Another Side of Catholicism
Protestants who have been taught by their tradition that Catholicism was (is?) corrupt and debauched, and thus unable to represent the true gospel of the Lord, should read this classic.  It is a simple, unpretentious presentation of this simple man's life and spiritual pilgrimage, in the only setting available to him in France in the 1500s.  It is a challenge to anyone who wants to take Jesus' teachings seriously.

The subject of this book is always known as Brother Lawrence, using the common title of a monk.  One portion is a collection of his own writings and instructions on his method.  Another section is a rather long introduction to Friar Lawrence by a bishop, commending Lawrence and his method.

Serving the Presence of God
Brother Lawrence's method arose out of his desire to grow closer to God.  Much of his approach and experience is common to the medieval mystics of Christian Europe.  As far as I know Lawrence is unique in finding a mystical union with God in his serving others.  He turned the dull work of kitchen scullery and monastery cleaning into acts of worship and expressions of love for God.

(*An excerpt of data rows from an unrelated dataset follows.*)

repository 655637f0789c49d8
//! Argumentos de construcción y su enlace contra los inputs declarados.
//!
//! Un `Args` es una lista plana de valores más un mapa explícito de keywords.
//! El enlace toma tantos valores iniciales como inputs posicionales haya; un
//! único valor sobrante de tipo objeto se interpreta como mapa de keywords.
//! Cualquier otro sobrante es `InvalidArguments`.
use indexmap::IndexMap;
use serde_json::Value;

use super::{Input, Schema};
use crate::errors::OperationError;

#[derive(Debug, Clone, Default, PartialEq)]
pub struct Args {
    values: Vec<Value>,
    keywords: IndexMap<String, Value>,
}

impl Args {
    pub fn new() -> Self {
        Self::default()
    }

    pub fn from_values<I, V>(values: I) -> Self
        where I: IntoIterator<Item = V>,
              V: Into<Value>
    {
        Self { values: values.into_iter().map(Into::into).collect(),
               keywords: IndexMap::new() }
    }

    pub fn from_parts(values: Vec<Value>, keywords: IndexMap<String, Value>) -> Self {
        Self { values, keywords }
    }

    /// Añade un argumento posicional.
    pub fn arg(mut self, value: impl Into<Value>) -> Self {
        self.values.push(value.into());
        self
    }

    /// Añade (o reemplaza) un keyword.
    pub fn kw(mut self, name: impl Into<String>, value: impl Into<Value>) -> Self {
        self.keywords.insert(name.into(), value.into());
        self
    }

    pub fn values(&self) -> &[Value] {
        &self.values
    }

    pub fn keywords(&self) -> &IndexMap<String, Value> {
        &self.keywords
    }

    pub fn into_parts(self) -> (Vec<Value>, IndexMap<String, Value>) {
        (self.values, self.keywords)
    }

    /// Enlaza los argumentos contra `inputs` y devuelve los valores por nombre
    /// listos para `PropertyStore::populate`.
    pub fn bind(self, inputs: &[Input], schema: &Schema) -> Result<IndexMap<String, Value>, OperationError> {
        let (mut values, mut keywords) = self.into_parts();
        let positional: Vec<&Input> = inputs.iter().filter(|i| i.is_positional()).collect();

        if values.len() < positional.len() {
            let missing: Vec<&str> = positional[values.len()..].iter().map(|i| i.name()).collect();
            return Err(OperationError::InvalidArguments(format!("expected {} positional argument(s), got {} (missing: {})",
                                                                positional.len(),
                                                                values.len(),
                                                                missing.join(", "))));
        }

        let rest = values.split_off(positional.len());
        match <[Value; 1]>::try_from(rest) {
            Ok([Value::Object(map)]) => {
                // Keywords explícitos tienen prioridad sobre el mapa final.
                for (name, value) in map {
                    keywords.entry(name).or_insert(value);
                }
            }
            Ok([other]) => {
                return Err(OperationError::InvalidArguments(format!("unexpected trailing positional argument {other}")));
            }
            Err(rest) if rest.is_empty() => {}
            Err(rest) => {
                return Err(OperationError::InvalidArguments(format!("{} unconsumed positional arguments", rest.len())));
            }
        }

        let mut bound = IndexMap::with_capacity(positional.len() + keywords.len());
        for (input, value) in positional.iter().zip(values) {
            bound.insert(input.name().to_string(), value);
        }
        for (name, value) in keywords {
            if !schema.contains(&name) {
                return Err(OperationError::InvalidArguments(format!("unknown keyword `{name}`")));
            }
            if bound.contains_key(&name) {
                return Err(OperationError::InvalidArguments(format!("`{name}` given both positionally and as keyword")));
            }
            bound.insert(name, value);
        }
        Ok(bound)
    }
}

impl From<Vec<Value>> for Args {
    fn from(values: Vec<Value>) -> Self {
        Self::from_values(values)
    }
}

#[cfg(test)]
mod tests {
    use super::*;
    use crate::model::Property;
    use serde_json::json;

    fn fixture() -> (Vec<Input>, Schema) {
        let inputs = vec![Input::positional("some_hash"), Input::keyword("default_food")];
        let mut schema = Schema::default();
        schema.define(Property::new("some_hash").required());
        schema.define(Property::new("default_food"));
        (inputs, schema)
    }

    #[test]
    fn trailing_object_becomes_keywords() {
        let (inputs, schema) = fixture();
        let args = Args::new().arg(json!({"food": null})).arg(json!({"default_food": "bananas"}));
        let bound = args.bind(&inputs, &schema).expect("bind");
        assert_eq!(bound["some_hash"], json!({"food": null}));
        assert_eq!(bound["default_food"], json!("bananas"));
    }

    #[test]
    fn object_is_positional_when_a_slot_is_free() {
        let (inputs, schema) = fixture();
        let bound = Args::new().arg(json!({"food": "x"})).bind(&inputs, &schema).expect("bind");
        assert_eq!(bound.len(), 1);
        assert_eq!(bound["some_hash"], json!({"food": "x"}));
    }

    #[test]
    fn arity_errors() {
        let (inputs, schema) = fixture();
        assert!(matches!(Args::new().bind(&inputs, &schema), Err(OperationError::InvalidArguments(_))));
        let too_many = Args::from_values([json!(1), json!(2), json!(3)]);
        assert!(matches!(too_many.bind(&inputs, &schema), Err(OperationError::InvalidArguments(_))));
        let scalar_tail = Args::from_values([json!(1), json!(2)]);
        assert!(matches!(scalar_tail.bind(&inputs, &schema), Err(OperationError::InvalidArguments(_))));
    }

    #[test]
    fn explicit_keywords_win_over_trailing_map() {
        let (inputs, schema) = fixture();
        let args = Args::new().arg(1).arg(json!({"default_food": "a"})).kw("default_food", "b");
        let bound = args.bind(&inputs, &schema).expect("bind");
        assert_eq!(bound["default_food"], json!("b"));
    }
}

His whole guiding principle was to Practice the Presence of God in whatever person he found himself with and in whatever situation that presented itself.  Lawrence determined to see God, to see every need as a calling from God and to see every service as an act of worshipping God.  He encouraged others to see the Divine in the ordinary.  He refused to compartmentalize God in to "religious" categories.  He believed the whole of life was God's and that God could be worshipped in every portion and action of common life.

It was insightful to see how a pious man in medieval France yearned to know and love God more and more.  It was helpful as well as inspiring to see the practical ways Brother Lawrence turned every practical deed into service for God.  He performed service to any who needed it as service to God.  He taught others to work as to the Lord and love the Lord through loving those around them.

Common Personal Services
Lawrence did not limit his devotional servanthood to communal needs, for the monastery.  He made himself available to any other monk for personal services he could provide for them.  He details some of the activities he engages in and proposes how these deepen one's relationship to God.

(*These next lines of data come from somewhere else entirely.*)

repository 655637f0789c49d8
pub mod core_error;

pub use core_error::CoreError;
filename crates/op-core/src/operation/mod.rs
//! Operaciones: blueprint, instancia y ciclo de vida.
//!
//! Una operación es una unidad de lógica de negocio con inputs declarados,
//! hooks de ciclo de vida y exactamente un resultado terminal. Este módulo
//! define:
//! - `OperationType` / `OperationBuilder`: el blueprint inmutable.
//! - `Operation`: la instancia con su máquina de estados.
//! - `CallbackChain` y `Callbacks`: el runner de hooks y el contrato delegado.
//! - `Step` / `Interrupt`: la señal de desenrollado entre capas.

mod callbacks;
mod definition;
mod instance;
mod interrupt;
mod state;

pub use callbacks::{CallbackChain, Callbacks, Next};
pub use definition::{OperationBuilder, OperationType};
pub use instance::Operation;
pub use interrupt::{Interrupt, Step};
pub use state::OperationState;
//! Tipos de operación (blueprints) y su builder.
//!
//! Un `OperationType` es inmutable una vez construido y barato de clonar
//! (`Rc`). Extender un tipo copia sus listas (inputs, propiedades, hooks,
//! stages) en un builder nuevo; añadir cosas al subtipo nunca toca al ancestro.
use std::fmt;
use std::rc::Rc;

use serde_json::{json, Value};

use super::callbacks::{AroundFn, BodyFn, CallbackChain, Callbacks, ErrorFn, HookFn, Next, NotifyFn};
use super::{Operation, Step};
use crate::constants::ENGINE_VERSION;
use crate::errors::OperationError;
use crate::hashing::hash_value;
use crate::model::{Args, Input, InputKind, Property, Schema};
use crate::pipeline::Stage;

pub(crate) struct OperationDef {
    pub(crate) name: String,
    pub(crate) inputs: Vec<Input>,
    pub(crate) schema: Schema,
    pub(crate) callbacks: CallbackChain,
    pub(crate) body: Option<BodyFn>,
    /// `Some` para pipelines (el body se genera a partir de la lista).
    pub(crate) stages: Option<Vec<Stage>>,
    pub(crate) definition_hash: String,
}

/// Blueprint de una operación.
#[derive(Clone)]
pub struct OperationType {
    pub(crate) def: Rc<OperationDef>,
}

impl OperationType {
    /// Comienza la definición de un tipo nuevo.
    pub fn define(name: impl Into<String>) -> OperationBuilder {
        OperationBuilder::new(name)
    }

    /// Comienza la definición de un subtipo: hereda inputs, propiedades,
    /// hooks y body (redefinible) del tipo actual.
    pub fn extend(&self, name: impl Into<String>) -> OperationBuilder {
        OperationBuilder { name: name.into(),
                           inputs: self.def.inputs.clone(),
                           schema: self.def.schema.clone(),
                           callbacks: self.def.callbacks.clone(),
                           body: self.def.body.clone(),
                           stages: self.def.stages.clone() }
    }

    /// Eleva una función a un tipo de un solo uso cuyos inputs posicionales
    /// son `params`, en orden.
    pub fn from_fn<F>(name: impl Into<String>, params: &[&str], f: F) -> OperationType
        where F: Fn(&[Value]) -> Result<Value, OperationError> + 'static
    {
        let names: Vec<String> = params.iter().map(|p| p.to_string()).collect();
        let mut builder = OperationType::define(name);
        for param in &names {
            builder = builder.input(param.as_str(), InputKind::Positional);
        }
        builder.execute(move |op| {
                   let values: Vec<Value> = names.iter().map(|n| op.get(n).clone()).collect();
                   Ok(f(&values)?)
               })
               .build()
    }

    pub fn name(&self) -> &str {
        &self.def.name
    }

    pub fn inputs(&self) -> &[Input] {
        &self.def.inputs
    }

    pub fn positional_count(&self) -> usize {
        self.def.inputs.iter().filter(|i| i.is_positional()).count()
    }

    pub fn schema(&self) -> &Schema {
        &self.def.schema
    }

    pub fn callbacks(&self) -> &CallbackChain {
        &self.def.callbacks
    }

    /// Stages de un pipeline; vacío para operaciones simples.
    pub fn stages(&self) -> &[Stage] {
        self.def.stages.as_deref().unwrap_or(&[])
    }

    pub fn is_pipeline(&self) -> bool {
        self.def.stages.is_some()
    }

    pub fn definition_hash(&self) -> &str {
        &self.def.definition_hash
    }

    /// Dos handles apuntan al mismo blueprint.
    pub fn same_as(&self, other: &OperationType) -> bool {
        Rc::ptr_eq(&self.def, &other.def)
    }

    /// Construye una instancia enlazando los argumentos. Ningún hook corre aquí.
    pub fn new_instance(&self, args: Args) -> Result<Operation, OperationError> {
        Operation::new(self.clone(), args)
    }

    /// Construye y ejecuta; devuelve la instancia.
    pub fn run(&self, args: Args) -> Result<Operation, OperationError> {
        let mut op = self.new_instance(args)?;
        op.run()?;
        Ok(op)
    }

    /// Construye y ejecuta; devuelve el output.
    pub fn call(&self, args: Args) -> Result<Value, OperationError> {
        self.new_instance(args)?.output()
    }

    /// Closure que llama al tipo con un único argumento posicional; pensado
    /// para `iter.map(op.as_fn())`.
    pub fn as_fn(&self) -> impl Fn(Value) -> Result<Value, OperationError> {
        let ty = self.clone();
        move |value| ty.call(Args::new().arg(value))
    }
}

impl fmt::Debug for OperationType {
    fn fmt(&self, f: &mut fmt::Formatter<'_>) -> fmt::Result {
        f.debug_struct("OperationType")
         .field("name", &self.def.name)
         .field("inputs", &self.def.inputs)
         .field("stages", &self.stages().len())
         .field("definition_hash", &self.def.definition_hash)
         .finish()
    }
}

/// Builder de `OperationType`. Los hooks sólo pueden registrarse aquí, en
/// tiempo de definición.
pub struct OperationBuilder {
    name: String,
    inputs: Vec<Input>,
    schema: Schema,
    callbacks: CallbackChain,
    body: Option<BodyFn>,
    stages: Option<Vec<Stage>>,
}

impl OperationBuilder {
    fn new(name: impl Into<String>) -> Self {
        Self { name: name.into(),
               inputs: Vec::new(),
               schema: Schema::default(),
               callbacks: CallbackChain::default(),
               body: None,
               stages: None }
    }

    /// Builder vacío con body de pipeline.
    pub(crate) fn pipeline(name: impl Into<String>) -> Self {
        Self::new(name).into_pipeline()
    }

    /// Sustituye el body por el motor de stages. Conserva los stages ya
    /// heredados (extensión de un pipeline).
    pub(crate) fn into_pipeline(mut self) -> Self {
        let body: BodyFn = Rc::new(crate::pipeline::execute_stages);
        self.body = Some(body);
        self.stages.get_or_insert_with(Vec::new);
        self
    }

    pub(crate) fn stages_mut(&mut self) -> &mut Vec<Stage> {
        self.stages.get_or_insert_with(Vec::new)
    }

    /// Declara un input con una propiedad sin reglas.
    pub fn input(self, name: &str, kind: InputKind) -> Self {
        self.input_with(kind, Property::new(name))
    }

    /// Declara un input enlazado a `property`. Los inputs posicionales son
    /// siempre obligatorios.
    pub fn input_with(mut self, kind: InputKind, property: Property) -> Self {
        let property = match kind {
            InputKind::Positional => property.required(),
            InputKind::Keyword => property,
        };
        let input = Input::new(property.name(), kind);
        match self.inputs.iter_mut().find(|i| i.name() == input.name()) {
            Some(existing) => *existing = input,
            None => self.inputs.push(input),
        }
        self.schema.define(property);
        self
    }

    /// Declara una propiedad que no es input (sólo keyword opcional u
    /// estado interno de la instancia).
    pub fn property(mut self, property: Property) -> Self {
        self.schema.define(property);
        self
    }

    /// Body de la operación. Devolver `Ok(value)` completa la instancia como
    /// `Succeeded` con ese output.
    pub fn execute<F>(mut self, body: F) -> Self
        where F: Fn(&mut Operation) -> Step<Value> + 'static
    {
        self.body = Some(Rc::new(body) as BodyFn);
        self
    }

    pub fn before<F>(mut self, hook: F) -> Self
        where F: Fn(&mut Operation) -> Step + 'static
    {
        self.callbacks.push_before(Rc::new(hook) as HookFn);
        self
    }

    pub fn around<F>(mut self, hook: F) -> Self
        where F: Fn(&mut Operation, &mut Next<'_>) -> Step + 'static
    {
        self.callbacks.push_around(Rc::new(hook) as AroundFn);
        self
    }

    pub fn after<F>(mut self, hook: F) -> Self
        where F: Fn(&mut Operation) -> Step + 'static
    {
        self.callbacks.push_after(Rc::new(hook) as HookFn);
        self
    }

    pub fn error<F>(mut self, hook: F) -> Self
        where F: Fn(&Operation, &OperationError) + 'static
    {
        self.callbacks.push_error(Rc::new(hook) as ErrorFn);
        self
    }

    pub fn succeeded<F>(mut self, hook: F) -> Self
        where F: Fn(&Operation) + 'static
    {
        self.callbacks.push_succeeded(Rc::new(hook) as NotifyFn);
        self
    }

    pub fn halted<F>(mut self, hook: F) -> Self
        where F: Fn(&Operation) + 'static
    {
        self.callbacks.push_halted(Rc::new(hook) as NotifyFn);
        self
    }

    pub fn before_delegate<D: Callbacks + 'static>(self, delegate: Rc<D>) -> Self {
        self.before(move |op| delegate.before(op))
    }

    pub fn around_delegate<D: Callbacks + 'static>(self, delegate: Rc<D>) -> Self {
        self.around(move |op, next| delegate.around(op, next))
    }

    pub fn after_delegate<D: Callbacks + 'static>(self, delegate: Rc<D>) -> Self {
        self.after(move |op| delegate.after(op))
    }

    pub fn error_delegate<D: Callbacks + 'static>(self, delegate: Rc<D>) -> Self {
        self.error(move |op, error| delegate.error(op, error))
    }

    pub fn succeeded_delegate<D: Callbacks + 'static>(self, delegate: Rc<D>) -> Self {
        self.succeeded(move |op| delegate.succeeded(op))
    }

    pub fn halted_delegate<D: Callbacks + 'static>(self, delegate: Rc<D>) -> Self {
        self.halted(move |op| delegate.halted(op))
    }

    /// Registra `delegate` para los seis tipos de hook.
    pub fn delegate<D: Callbacks + 'static>(self, delegate: Rc<D>) -> Self {
        self.before_delegate(Rc::clone(&delegate))
            .around_delegate(Rc::clone(&delegate))
            .after_delegate(Rc::clone(&delegate))
            .error_delegate(Rc::clone(&delegate))
            .succeeded_delegate(Rc::clone(&delegate))
            .halted_delegate(delegate)
    }

    pub fn build(self) -> OperationType {
        let definition_hash = definition_hash(&self.name, &self.inputs, self.stages.as_deref());
        OperationType { def: Rc::new(OperationDef { name: self.name,
                                                    inputs: self.inputs,
                                                    schema: self.schema,
                                                    callbacks: self.callbacks,
                                                    body: self.body,
                                                    stages: self.stages,
                                                    definition_hash }) }
    }
}

/// Hash determinista de la forma de un tipo: nombre, inputs y, para
/// pipelines, los hashes de cada stage junto con los nombres de sus opciones.
fn definition_hash(name: &str, inputs: &[Input], stages: Option<&[Stage]>) -> String {
    let inputs: Vec<Value> = inputs.iter().map(|i| json!([i.name(), i.kind()])).collect();
    let stages: Option<Vec<Value>> = stages.map(|stages| {
                                               stages.iter()
                                                     .map(|s| json!({
                                                         "operation": s.operation().definition_hash(),
                                                         "options": s.options().names().collect::<Vec<_>>(),
                                                     }))
                                                     .collect()
                                           });
    hash_value(&json!({
        "engine_version": ENGINE_VERSION,
        "name": name,
        "inputs": inputs,
        "stages": stages,
    }))
}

Lawrence assisted the village at large in various needs, including weeding gardens.  The story is unusual and deserves your personal attention.  I encourage you to read this for insights into the culture of France at that time, the difficulties of life in general in the Middle Ages and the approach to life that this spiritual man recommends to us for our own time.  Atomized modern society could do with more mutual assistance and true loving relationships with our neighbours.

Admiration of a Contemporary
The first part of the book was a testimonial introduction by another servant of the church who knew him.  The admiration came through as another perspective on the life of Brother Lawrence.  It was interesting to consider that this person who dedicated his life to knowing and loving God in every moment was a French Roman Catholic, who lived about a century after the Protestant Reformation. It was interesting and encouraging to see how he came to some of the same concepts and approaches in the Middle Ages I have tried to practice now.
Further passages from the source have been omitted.